Note that we can think of different graphical models as fitting into a hierarchy, as follows [1]:

  • Statistical models: capable of handling observations
  • Causal models: capable of considering observations and interventions
  • Structural causal models: capable of handling observations, interventions and counterfactuals
  • Physical models: able to do everything a structural causal model can do, as well as giving insight into the real world.

Independent Mechanisms

A concept that we need to develop for causal models is the idea of independent mechanisms. Consider 2 random variables, A and B. In order to determine which variable is the cause, and which is the effect, we would need to intervene on each variable in turn and see if intervening in one affects the other.
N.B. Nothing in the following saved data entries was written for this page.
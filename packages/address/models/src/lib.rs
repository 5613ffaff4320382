#![cfg_attr(feature = "fail-on-warnings", deny(warnings))]
#![warn(clippy::all, clippy::pedantic, clippy::nursery, clippy::cargo)]
#![allow(clippy::multiple_crate_versions, clippy::cargo_common_metadata)]

//! Shared types for address standardization.
//!
//! This crate contains only data types and their defaults. It has no
//! regex tables, no I/O, and no parsing logic, so the table and server
//! crates can depend on it without pulling in the standardization engine.

use serde::{Deserialize, Serialize};

/// Default base for generated map search links.
pub const DEFAULT_MAPS_BASE_URL: &str = "https://www.google.com/maps/search/";

/// A free-form address decomposed into its postal parts.
///
/// Every field is an owned string; a part the parser could not find is
/// left empty rather than `None` so components can be joined directly.
#[derive(Debug, Clone, Default, PartialEq, Eq, Serialize, Deserialize)]
#[serde(rename_all = "camelCase")]
pub struct AddressComponents {
    /// House number (e.g. "123", "221B").
    pub street_number: String,
    /// Street line: number, directionals, base name, suffix, and unit.
    pub street_name: String,
    /// Place name.
    pub city: String,
    /// State, either as parsed or as overridden by an explicit value.
    pub state: String,
    /// Five-digit (or ZIP+4) postal code.
    pub zip_code: String,
}

impl AddressComponents {
    /// Returns the components in output order: street number, street
    /// name, city, state, ZIP.
    #[must_use]
    pub fn ordered(&self) -> [&str; 5] {
        [
            &self.street_number,
            &self.street_name,
            &self.city,
            &self.state,
            &self.zip_code,
        ]
    }

    /// Returns `true` if no component carries any text.
    #[must_use]
    pub fn is_empty(&self) -> bool {
        self.ordered().iter().all(|part| part.is_empty())
    }
}

/// The raw cell values for one row, as seen by the row processor.
///
/// `None` means the cell was missing, null, or not a string.
#[derive(Debug, Clone, Copy, Default, PartialEq, Eq)]
pub struct RowInput<'a> {
    /// Address cell.
    pub address: Option<&'a str>,
    /// Explicit state cell, if the table has a state column.
    pub state: Option<&'a str>,
    /// Explicit city cell, if the table has a city column.
    pub city: Option<&'a str>,
    /// Explicit ZIP cell, if the table has a ZIP column.
    pub zip: Option<&'a str>,
}

impl<'a> RowInput<'a> {
    /// Creates an input with only an address.
    #[must_use]
    pub const fn address(address: &'a str) -> Self {
        Self {
            address: Some(address),
            state: None,
            city: None,
            zip: None,
        }
    }
}

/// Outcome of standardizing one row.
///
/// When `updated` is `false` every other field is `None`: the address
/// cell was absent, so no link is produced and the row is not highlighted.
#[derive(Debug, Clone, Default, PartialEq, Eq, Serialize, Deserialize)]
#[serde(rename_all = "camelCase")]
pub struct RowResult {
    /// Final standardized address text.
    pub standardized_address: Option<String>,
    /// Standardized explicit state value.
    pub standardized_state: Option<String>,
    /// Standardized explicit city value.
    pub standardized_city: Option<String>,
    /// Standardized explicit ZIP value.
    pub standardized_zip: Option<String>,
    /// Parsed components, `None` when the address could not be parsed.
    pub components: Option<AddressComponents>,
    /// Map search link for the standardized address.
    pub maps_url: Option<String>,
    /// Whether the row was processed.
    pub updated: bool,
}

impl RowResult {
    /// The result for a row whose address cell was null or non-string.
    #[must_use]
    pub fn not_updated() -> Self {
        Self::default()
    }
}

/// Tunables for the standardization pipeline.
#[derive(Debug, Clone, PartialEq, Eq, Serialize, Deserialize)]
#[serde(rename_all = "camelCase")]
pub struct StandardizeOptions {
    /// Prefix that percent-encoded addresses are appended to.
    #[serde(default = "default_maps_base_url")]
    pub maps_base_url: String,
    /// Whether to split addresses into structured components. When
    /// disabled every address takes the title-case-only path.
    #[serde(default = "default_true")]
    pub parse_components: bool,
}

fn default_maps_base_url() -> String {
    DEFAULT_MAPS_BASE_URL.to_string()
}

const fn default_true() -> bool {
    true
}

impl Default for StandardizeOptions {
    fn default() -> Self {
        Self {
            maps_base_url: default_maps_base_url(),
            parse_components: default_true(),
        }
    }
}
//! Row progress for table enrichment.
//!
//! [`enrich_table_with_progress`](crate::enrich_table_with_progress)
//! announces the row count, ticks once per row, and reports a summary
//! line at the end. The CLI draws these as a terminal bar; [`enrich_table`]
//! passes [`NullProgress`].
//!
//! [`enrich_table`]: crate::enrich_table

/// Observer for rows passing through enrichment.
pub trait ProgressCallback: Send + Sync {
    /// Number of rows about to be processed.
    fn set_total(&self, total: u64);

    /// `delta` more rows are done.
    fn inc(&self, delta: u64);

    /// Label for the work in progress.
    fn set_message(&self, msg: String);

    /// All rows are done; `msg` summarizes the outcome.
    fn finish(&self, msg: String);
}

/// Discards every update.
pub struct NullProgress;

impl ProgressCallback for NullProgress {
    fn set_total(&self, _total: u64) {}
    fn inc(&self, _delta: u64) {}
    fn set_message(&self, _msg: String) {}
    fn finish(&self, _msg: String) {}
}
More specifically, let’s say we have a joint probability distribution [1]:

\[P(A, B) = P(A) P(B | A)\]

In this case, if A is the cause and B is the effect, then \(P(A)\) and \(P(B \| A)\) are independent mechanisms. In other words, if we changed P(A), we would not expect that the mechanism of \(P(B \| A)\) would change. But if B were the cause, then changing B would change the mechanism \(P(B \| A)\) [1].
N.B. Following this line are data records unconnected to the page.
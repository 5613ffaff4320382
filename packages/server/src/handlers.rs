//! HTTP handler functions for the address standardization API.

use std::path::Path;

use actix_files::NamedFile;
use actix_multipart::{Multipart, MultipartError};
use actix_web::http::header::{self, ContentDisposition, DispositionParam, DispositionType};
use actix_web::{HttpRequest, HttpResponse, web};
use addrstd_server_models::{ApiHealth, ApiUploadResponse};
use addrstd_table::{TableError, TableFormat, enrich_table, write_table_file};
use futures::TryStreamExt;

use crate::AppState;

/// Prefix of every generated file. Downloads are limited to these.
const OUTPUT_PREFIX: &str = "updated_";

/// Multipart field carrying the uploaded table.
const FILE_FIELD: &str = "file";

#[derive(Debug, thiserror::Error)]
enum UploadError {
    #[error("No file part")]
    NoFilePart,
    #[error("No selected file")]
    NoSelectedFile,
    #[error("Invalid file type")]
    InvalidFileType,
    #[error("File exceeds the {0} byte upload limit")]
    TooLarge(usize),
    #[error("Malformed upload: {0}")]
    Malformed(String),
    #[error(transparent)]
    Table(#[from] TableError),
}

impl From<MultipartError> for UploadError {
    fn from(e: MultipartError) -> Self {
        Self::Malformed(e.to_string())
    }
}

impl UploadError {
    fn into_response(self) -> HttpResponse {
        let message = match &self {
            Self::TooLarge(_) => {
                log::warn!("Rejected upload: {self}");
                return HttpResponse::PayloadTooLarge()
                    .json(serde_json::json!({ "error": self.to_string() }));
            }
            Self::NoFilePart | Self::NoSelectedFile | Self::InvalidFileType | Self::Malformed(_) => {
                self.to_string()
            }
            Self::Table(TableError::MissingAddressColumn { .. }) => {
                "No column named \"Address\" or \"Addresses\" found in the file".to_string()
            }
            Self::Table(
                TableError::UnsupportedFormat(_)
                | TableError::EmptyInput
                | TableError::Zip(_)
                | TableError::Xml(_)
                | TableError::Spreadsheet(_),
            ) => self.to_string(),
            Self::Table(e) => {
                log::error!("Failed to process upload: {e}");
                return HttpResponse::InternalServerError().json(serde_json::json!({
                    "error": e.to_string(),
                }));
            }
        };
        log::warn!("Rejected upload: {message}");
        HttpResponse::BadRequest().json(serde_json::json!({ "error": message }))
    }
}

/// Reduces a client-supplied file name to a safe base name: directory
/// parts are dropped, whitespace becomes `_`, and only ASCII
/// alphanumerics, `.`, `-`, and `_` are kept. Leading and trailing dots
/// and underscores are stripped. May return an empty string.
#[must_use]
pub fn sanitize_filename(name: &str) -> String {
    let base = name.rsplit(['/', '\\']).next().unwrap_or_default();
    let kept: String = base
        .chars()
        .filter_map(|c| {
            if c.is_whitespace() {
                Some('_')
            } else if c.is_ascii_alphanumeric() || matches!(c, '.' | '-' | '_') {
                Some(c)
            } else {
                None
            }
        })
        .collect();
    kept.trim_matches(['.', '_']).to_string()
}

/// The `file` field of a multipart upload.
struct FilePart {
    filename: Option<String>,
    bytes: Vec<u8>,
}

fn is_multipart(req: &HttpRequest) -> bool {
    req.headers()
        .get(header::CONTENT_TYPE)
        .and_then(|value| value.to_str().ok())
        .is_some_and(|value| {
            value
                .trim_start()
                .to_ascii_lowercase()
                .starts_with("multipart/form-data")
        })
}

/// Reads the `file` field, skipping any other fields.
async fn read_file_part(
    req: &HttpRequest,
    mut payload: Multipart,
    limit: usize,
) -> Result<FilePart, UploadError> {
    if !is_multipart(req) {
        return Err(UploadError::NoFilePart);
    }

    while let Some(mut field) = payload.try_next().await? {
        if field.name() != Some(FILE_FIELD) {
            continue;
        }

        let filename = field
            .content_disposition()
            .and_then(ContentDisposition::get_filename)
            .map(str::to_string);

        let mut bytes = Vec::new();
        while let Some(chunk) = field.try_next().await? {
            if bytes.len() + chunk.len() > limit {
                return Err(UploadError::TooLarge(limit));
            }
            bytes.extend_from_slice(&chunk);
        }
        return Ok(FilePart { filename, bytes });
    }

    Err(UploadError::NoFilePart)
}

fn process_upload(state: &AppState, part: &FilePart) -> Result<ApiUploadResponse, UploadError> {
    let filename = sanitize_filename(part.filename.as_deref().unwrap_or_default());
    if filename.is_empty() {
        return Err(UploadError::NoSelectedFile);
    }

    let path = Path::new(&filename);
    let format = match TableFormat::from_path(path) {
        Ok(format @ (TableFormat::Csv | TableFormat::Text | TableFormat::Xlsx)) => format,
        Ok(TableFormat::Xls) | Err(_) => return Err(UploadError::InvalidFileType),
    };

    let mut table = format.read(&part.bytes)?;
    let summary = enrich_table(&mut table, &state.options)?;

    let stem = path
        .file_stem()
        .and_then(|s| s.to_str())
        .unwrap_or("upload");
    let id = uuid::Uuid::new_v4();
    let csv_filename = format!("{OUTPUT_PREFIX}{stem}_{id}.csv");
    let xlsx_filename = format!("{OUTPUT_PREFIX}{stem}_{id}.xlsx");
    write_table_file(
        &table,
        &state.config.upload_dir.join(&csv_filename),
        TableFormat::Csv,
    )?;
    write_table_file(
        &table,
        &state.config.upload_dir.join(&xlsx_filename),
        TableFormat::Xlsx,
    )?;

    log::info!(
        "Processed {filename}: {} of {} rows standardized -> {csv_filename}, {xlsx_filename}",
        summary.updated,
        summary.rows
    );

    Ok(ApiUploadResponse {
        success: true,
        csv_filename,
        xlsx_filename,
        rows: summary.rows,
        updated_rows: summary.updated,
    })
}

/// `GET /api/health`
pub async fn health() -> HttpResponse {
    HttpResponse::Ok().json(ApiHealth {
        healthy: true,
        version: env!("CARGO_PKG_VERSION").to_string(),
    })
}

/// `POST /api/upload` (multipart form, field `file`)
///
/// Standardizes the uploaded CSV, text, or xlsx file and stores the
/// enriched table as both CSV and xlsx for download. Standardized rows are
/// filled green in the xlsx copy.
pub async fn upload(req: HttpRequest, state: web::Data<AppState>, payload: Multipart) -> HttpResponse {
    let part = match read_file_part(&req, payload, state.config.max_upload_bytes).await {
        Ok(part) => part,
        Err(e) => return e.into_response(),
    };
    match web::block(move || process_upload(&state, &part)).await {
        Ok(Ok(response)) => HttpResponse::Ok().json(response),
        Ok(Err(e)) => e.into_response(),
        Err(e) => {
            log::error!("Upload worker failed: {e}");
            HttpResponse::InternalServerError().json(serde_json::json!({
                "error": e.to_string(),
            }))
        }
    }
}

fn not_found() -> HttpResponse {
    HttpResponse::NotFound().json(serde_json::json!({ "error": "File not found" }))
}

/// `GET /api/download/{filename}`
///
/// Serves a previously generated file as an attachment.
pub async fn download(
    req: HttpRequest,
    state: web::Data<AppState>,
    path: web::Path<String>,
) -> HttpResponse {
    let requested = path.into_inner();
    let filename = sanitize_filename(&requested);
    if filename != requested || !filename.starts_with(OUTPUT_PREFIX) {
        return not_found();
    }

    match NamedFile::open(state.config.upload_dir.join(&filename)) {
        Ok(file) => file
            .set_content_disposition(ContentDisposition {
                disposition: DispositionType::Attachment,
                parameters: vec![DispositionParam::Filename(filename)],
            })
            .into_response(&req),
        Err(e) => {
            log::debug!("Download of {filename} failed: {e}");
            not_found()
        }
    }
}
This idea leads to the Principle of Independent Mechanisms which states that a causal generative process is made up of separate models that do not have any influence on one another. If the generative process describes a joint probability distribution, then all the conditional distributions of effects conditioned on causes do not influence the other conditional distributions [1]. This principle gives rise to 3 things that must be true for causal models [1]:

  • We should be able to affect one mechanism (i.e. intervene on one mechanism) without affecting any of the others.
  • One mechanism should not provide any information about other mechanisms. Similarly, the changes in one mechanism should not tell us anything about how other mechanisms might have changed.
  • It is possible to write down the conditional distributions (i.e. the mechanisms) as a set of random variables and noise variables, for example [1]:

\(C = N_C\)
\(E = f_E(C, N_E)\)

In this case, \(N_C\) and \(N_E\) are noise variables and \(f_E( \cdot)\) is some function. In this situation, \(N_C\) and \(N_E\) must be statistically independent with respect to each other for these two mechanisms to be independent.

(Simple) Structural Causal Models and Interventions

Building on the equations shown above, they represent a simple causal model with two variables that can be represented with a structural causal model (SCM). This representation includes the equations shown above as well as a causal graph that has nodes \(\{C, E\}\) and one directed edge \(C \rightarrow E\) [1].

We can intervene in this causal model by changing the causal mechanism for one of the random variables. There are two sub-categories of interventions based on this idea: hard and soft interventions. Hard interventions simply refer to setting the value of one of the random variables to a constant - in the example above, that would be like setting \(E = 3\). The SCM formed by this intervention is written as \(P^{\text{do}(E = 3)}\) [1].

Conversely, soft interventions refer to changing the function for one of the random variables, i.e. changing from \(E = f_E(C, N_E)\) to \(E = g(C, \tilde{N}_E)\). In this case, the associated SCM for this intervention is \(P^{\text{do}(E = g(C, \tilde{N}_E)}\) [1].

Let’s think about what we expect to happen if we intervene on C and E, respectively. If we intervene on the effect, E, then it should make sense that the cause mechanism would not change. Therefore we know that [1]:

\[P_C^{\text{do}(E = e)} = P_C \neq P_{C|E=e}\]

This expression says that intervening on the effect is not the same as conditioning the cause on the effect. (In other other words, intervening on the effect does not give the same probability distribution for the cause as we would get if we had information about the effect and computed the probability for the cause based on that knowledge.)

Now let’s intervene on the cause variable, C. If we do this, then we find that the probability of the effect after the intervention is equal to the probability of the event conditioned on the cause [1]:

\[P_E^{\text{do}(C=c)} = P_{E|C=c} \neq P_E\]

With that, I will close out this discussion on some of the basics of causal graphical models.


[1] Ravikumar, P. “Causal GMs.” 10-708: Probabilistic Graphical Models. 2021. Class notes.

Written on October 4, 2021